Uruguay llega a la última jornada del grupo H con 2 puntos tras el empate ante Cabo Verde y enfrenta a España, en un choque decisivo para evitar la eliminación. Bielsa admite errores y apuesta por la presión para soñar con avanzar.
Marcelo Bielsa escribe una página de tensión en un Mundial que parece repetirse tras 24 años. En EE. UU., México y Canadá 2026, el Loco se encuentra ante un escenario límite: Uruguay, tras un 2-2 ante Cabo Verde, suma apenas dos puntos en el Grupo H y cerrará la fase de grupos frente a España.

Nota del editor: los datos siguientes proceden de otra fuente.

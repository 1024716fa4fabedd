//! Arithmetic problem generation.
//!
//! The operation is picked from the level (every 3 levels unlock the next one)
//! and operand ranges grow with the level.

use super::types::{Operation, Problem};
use crate::core::constants::*;
use rand::Rng;

/// Operation used at a given level: 0-2 add, 3-5 subtract, 6-8 multiply, 9+ divide.
pub fn operation_for_level(level: u32) -> Operation {
    let index = ((level / LEVELS_PER_OPERATION) as usize).min(Operation::ALL.len() - 1);
    Operation::ALL[index]
}

pub fn generate_problem(level: u32, rng: &mut impl Rng) -> Problem {
    let operation = operation_for_level(level);
    // Level 0 is a valid difficulty but would give empty operand ranges
    let scale = level.max(1) as i64;

    let (left, right, answer) = match operation {
        Operation::Addition => {
            let a = rng.gen_range(1..=ADDITION_RANGE_PER_LEVEL * scale);
            let b = rng.gen_range(1..=ADDITION_RANGE_PER_LEVEL * scale);
            (a, b, a + b)
        }
        Operation::Subtraction => {
            let a = rng.gen_range(1..=SUBTRACTION_RANGE_PER_LEVEL * scale);
            let b = rng.gen_range(1..=a);
            (a, b, a - b)
        }
        Operation::Multiplication => {
            let a = rng.gen_range(1..=MULTIPLICAND_RANGE_PER_LEVEL * scale);
            let b = rng.gen_range(1..=MULTIPLIER_MAX);
            (a, b, a * b)
        }
        Operation::Division => {
            // Built backwards from the quotient so there is never a remainder
            let divisor = rng.gen_range(1..=DIVISOR_MAX);
            let quotient = rng.gen_range(1..=QUOTIENT_MAX);
            (divisor * quotient, divisor, quotient)
        }
    };

    Problem {
        question: format!("{} {} {} = ?", left, operation.glyph(), right),
        answer,
        difficulty: level,
        operation,
    }
}
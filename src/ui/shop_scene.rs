use math_legends::character::Coins;
use math_legends::items::Item;
use ratatui::{
    layout::{Alignment, Constraint, Direction, Layout, Rect},
    style::{Color, Modifier, Style},
    text::{Line, Span},
    widgets::{Block, Borders, List, ListItem, Paragraph},
    Frame,
};

/// Draws the merchant's stock with prices against the hero's purse
pub fn draw_shop_scene(
    frame: &mut Frame,
    area: Rect,
    stock: &[Item],
    coins: &Coins,
    selected: usize,
    message: &str,
) {
    let block = Block::default()
        .title(" Merchant ")
        .borders(Borders::ALL)
        .border_style(Style::default().fg(Color::Yellow));

    let inner = block.inner(area);
    frame.render_widget(block, area);

    let chunks = Layout::default()
        .direction(Direction::Vertical)
        .constraints([
            Constraint::Length(2), // Purse
            Constraint::Min(5),    // Stock
            Constraint::Length(3), // Description
            Constraint::Length(2), // Message
        ])
        .split(inner);

    let purse = Paragraph::new(Line::from(vec![
        Span::raw("Your purse: "),
        Span::styled(
            format!("{} ({}c)", coins, coins.total()),
            Style::default().fg(Color::Yellow).add_modifier(Modifier::BOLD),
        ),
    ]))
    .alignment(Alignment::Center);
    frame.render_widget(purse, chunks[0]);

    let items: Vec<ListItem> = stock
        .iter()
        .enumerate()
        .map(|(i, item)| {
            let prefix = if i == selected { "> " } else { "  " };
            let style = if !coins.can_afford(item.value) {
                Style::default().fg(Color::DarkGray)
            } else if i == selected {
                Style::default()
                    .fg(Color::Yellow)
                    .add_modifier(Modifier::BOLD)
            } else {
                Style::default().fg(Color::White)
            };
            ListItem::new(format!("{}{:<22} {:>4}c", prefix, item.name, item.value)).style(style)
        })
        .collect();
    frame.render_widget(List::new(items), chunks[1]);

    if let Some(item) = stock.get(selected) {
        let description = Paragraph::new(Line::from(Span::styled(
            item.description.clone(),
            Style::default().fg(Color::Gray),
        )))
        .alignment(Alignment::Center);
        frame.render_widget(description, chunks[2]);
    }

    let message = Paragraph::new(Line::from(Span::styled(
        message.to_string(),
        Style::default().fg(Color::Cyan),
    )))
    .alignment(Alignment::Center);
    frame.render_widget(message, chunks[3]);
}
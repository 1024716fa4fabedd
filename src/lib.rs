//! Math Legends - turn-based arithmetic combat.
//!
//! The game logic lives here so it can be tested and simulated without the
//! terminal frontend. `CombatController` is the entry point.

pub mod build_info;
pub mod character;
pub mod combat;
pub mod core;
pub mod items;
pub mod monsters;
pub mod problems;
pub mod shop;
pub mod simulator;

pub use character::{Coins, Player};
pub use combat::{CombatController, CombatEvent, CombatPhase, PendingEffect, Stance, Verdict};
pub use crate::core::{ConfigError, GameConfig, GameError, GameState, StumblePenalty};
pub use items::{Inventory, Item};
pub use monsters::Monster;
pub use problems::{Operation, Problem};
pub use shop::Shop;
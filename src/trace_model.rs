//! Data model for recorded web-request trace dumps
//!
//! Mirrors the JSON shape emitted by the request profiler: a top-level
//! `requests` array, each request carrying a nested call tree plus flat
//! lists of low-level I/O queries and ORM query descriptors. Trace nodes
//! reference queries by id only; resolution happens during attribution.

use serde::{Deserialize, Serialize};

/// Top-level shape of a recorded trace dump file
#[derive(Debug, Clone, Serialize, Deserialize)]
pub struct TraceDump {
    /// All recorded request interactions, in capture order
    pub requests: Vec<Request>,
}

/// One recorded HTTP interaction
#[derive(Debug, Clone, Serialize, Deserialize)]
pub struct Request {
    /// Request type and URL metadata
    #[serde(rename = "sourceInfo")]
    pub source_info: SourceInfo,
    /// Root frame of the recorded call tree
    pub trace: Trace,
    /// Flat list of low-level I/O query executions, referenced by id
    #[serde(default)]
    pub queries: Vec<Query>,
    /// Flat list of ORM-level query descriptors, referenced by id
    #[serde(rename = "ormQueries", default)]
    pub orm_queries: Vec<OrmQuery>,
}

/// Request classification metadata
#[derive(Debug, Clone, Serialize, Deserialize)]
pub struct SourceInfo {
    /// Request type discriminator (e.g., "http")
    #[serde(rename = "type")]
    pub request_type: String,
    /// Requested URL path
    pub url: String,
}

/// One stack frame / call-tree node
///
/// The child list, I/O-query id list, and ORM-query id are all optional on
/// the wire; absence means the frame has no children, issued no I/O queries
/// directly, and is not an ORM call site, respectively.
#[derive(Debug, Clone, Serialize, Deserialize)]
pub struct Trace {
    /// Package of the invoked method
    #[serde(rename = "packageName")]
    pub package_name: String,
    /// Class of the invoked method
    #[serde(rename = "className")]
    pub class_name: String,
    /// Method name
    #[serde(rename = "methodName")]
    pub method_name: String,
    /// Child frames, in invocation order
    #[serde(rename = "traces", skip_serializing_if = "Option::is_none")]
    pub children: Option<Vec<Trace>>,
    /// Ids of I/O queries issued directly by this frame, in issue order
    #[serde(rename = "ioQueryIdList", skip_serializing_if = "Option::is_none")]
    pub io_query_ids: Option<Vec<u64>>,
    /// Id of the ORM query this frame represents, if it is an ORM call site
    #[serde(rename = "ormQueryId", skip_serializing_if = "Option::is_none")]
    pub orm_query_id: Option<u64>,
}

impl Trace {
    /// Fully-qualified `package.class.method` identifier for this frame
    pub fn qualified_name(&self) -> String {
        format!(
            "{}.{}.{}",
            self.package_name, self.class_name, self.method_name
        )
    }

    /// True if the frame directly lists at least one I/O query id
    pub fn has_io_queries(&self) -> bool {
        self.io_query_ids.as_ref().is_some_and(|ids| !ids.is_empty())
    }
}

/// One low-level I/O query execution with measured cost
#[derive(Debug, Clone, Serialize, Deserialize)]
pub struct Query {
    /// Unique id within the owning request
    pub id: u64,
    /// Rows processed by this query
    #[serde(rename = "numRowsProcessed")]
    pub num_rows_processed: u64,
    /// Execution duration in microseconds
    pub duration: u64,
    /// Names of tables this query touched
    #[serde(rename = "tableNames", default)]
    pub table_names: Vec<String>,
}

/// One ORM-level query descriptor
#[derive(Debug, Clone, Serialize, Deserialize)]
pub struct OrmQuery {
    /// Unique id within the owning request
    pub id: u64,
    /// Raw query text as recorded by the ORM layer
    #[serde(rename = "rawQuery")]
    pub raw_query: String,
}
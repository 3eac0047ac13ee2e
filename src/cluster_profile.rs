//! KMeans clustering of methods by query-cost profile
//!
//! Groups feature rows by their numeric columns (query count, rows
//! processed, duration, distinct tables) so methods with similar database
//! cost profiles land in the same cluster. Cluster count is an input, not
//! something this module tries to optimize.

use crate::feature_table::FeatureRow;
use aprender::cluster::KMeans;
use aprender::primitives::Matrix;
use aprender::traits::UnsupervisedEstimator;

/// Number of numeric feature columns used for clustering
const NUM_FEATURES: usize = 4;

/// Result of clustering one request's feature table
#[derive(Debug, Clone)]
pub struct ClusterProfile {
    /// One label per feature row, in row order; empty when the table was
    /// too small to cluster
    pub labels: Vec<usize>,
    /// Number of clusters actually used
    pub num_clusters: usize,
    /// Row count per cluster, indexed by label
    pub populations: Vec<usize>,
}

impl ClusterProfile {
    /// True if clustering was skipped for lack of samples
    pub fn is_empty(&self) -> bool {
        self.labels.is_empty()
    }

    /// Compact `label=count` summary of cluster populations
    pub fn format_summary(&self) -> String {
        self.populations
            .iter()
            .enumerate()
            .map(|(label, count)| format!("{}={}", label, count))
            .collect::<Vec<_>>()
            .join(", ")
    }
}

/// KMeans analyzer over feature tables
#[derive(Debug)]
pub struct ClusterAnalyzer {
    num_clusters: usize,
}

impl ClusterAnalyzer {
    /// Create an analyzer targeting `num_clusters` clusters
    pub fn new(num_clusters: usize) -> Self {
        Self { num_clusters }
    }

    /// Cluster the numeric columns of the feature table
    ///
    /// The effective k is clamped to the row count. Fewer than 2 rows (or a
    /// k below 2) yields an empty profile rather than an error: a one-row
    /// table has nothing to group.
    pub fn analyze(&self, rows: &[FeatureRow]) -> ClusterProfile {
        let k = self.num_clusters.min(rows.len());
        if k < 2 {
            return ClusterProfile {
                labels: Vec::new(),
                num_clusters: 0,
                populations: Vec::new(),
            };
        }

        let mut features_data: Vec<f32> = Vec::with_capacity(rows.len() * NUM_FEATURES);
        for row in rows {
            features_data.push(row.query_count as f32);
            features_data.push(row.total_rows as f32);
            features_data.push(row.total_duration_secs as f32);
            features_data.push(row.distinct_tables as f32);
        }

        let features = match Matrix::from_vec(rows.len(), NUM_FEATURES, features_data) {
            Ok(m) => m,
            Err(_) => {
                return ClusterProfile {
                    labels: Vec::new(),
                    num_clusters: 0,
                    populations: Vec::new(),
                }
            }
        };

        let mut kmeans = KMeans::new(k);
        if kmeans.fit(&features).is_err() {
            return ClusterProfile {
                labels: Vec::new(),
                num_clusters: 0,
                populations: Vec::new(),
            };
        }
        let labels = kmeans.predict(&features);

        let mut populations = vec![0usize; k];
        for &label in &labels {
            if label < k {
                populations[label] += 1;
            }
        }

        ClusterProfile {
            labels,
            num_clusters: k,
            populations,
        }
    }
}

Es la tercera vez que el entrenador argentino sitúa a su equipo en una última jornada decisiva, y esta vez la incógnita es si la Celeste logrará avanzar o quedará fuera antes de tiempo.
El propio Bielsa, de 70 años, dejó claro un detalle que suele marcar la diferencia: cuando el equipo cedió protagonismo, las diferencias entre rivales se acortaron.
En su análisis, la clave estuvo en no perder la presión sobre el adversario en momentos cruciales y en sostener la intensidad para forzar errores. Señaló que lo determinante para el resultado fue ceder protagonismo en un momento en el que lo conveniente habría sido mantener la presión. Sabe que si no se sostiene el pulso, el fútbol te lo cobra rápido. Ahora, mirando hacia la última fecha, dejó claro que hay que ganar sí o sí para seguir soñando.
El rival no podría ser más exigente: España. Y es una historia que Bielsa ya conoce, porque en Sudáfrica 2010, cuando dirigía a Chile, se enfrentó a los mismos fantasmas: un equipo europeo que llegaba con el objetivo claro de ganar y pasar.
España venció 2-1 y, pese al tropiezo, terminó clasificando y avanzando hasta ser campeón del mundo. Chile, por su parte, también logró avanzar a octavos antes de caer ante Brasil. Esa experiencia le da a Bielsa un marco de referencia: la presión de un grupo duro y la necesidad de cerrar la fase con el impulso intacto para afrontar la siguiente eliminatoria.
Hoy, para Uruguay, la situación es distinta a 2002 pero el guion se parece en la cuestión de la presión. En 2002, con Argentina, Bielsa llegó a la última jornada en una situación que terminó con la eliminación pese a haber mostrado destellos de buen juego.
En este Mundial, el contexto es diferente: si los charrúas ganan, avanzan sin complicaciones; si empatan, dependería de otros resultados para saber si clasifican; y si pierden, lo más probable es que digan adiós prematuramente.
A la hora de las cuentas, no hay margen: cada fallo podría costar caro. ¿Explotará la garra charrúa o se impondrá la prudencia de un equipo que sabe jugar con la necesidad? Solo el tiempo dirá, pero lo que es seguro es que Bielsa y Uruguay se juegan una prueba de fuego que puede definir su destino en el Mundial.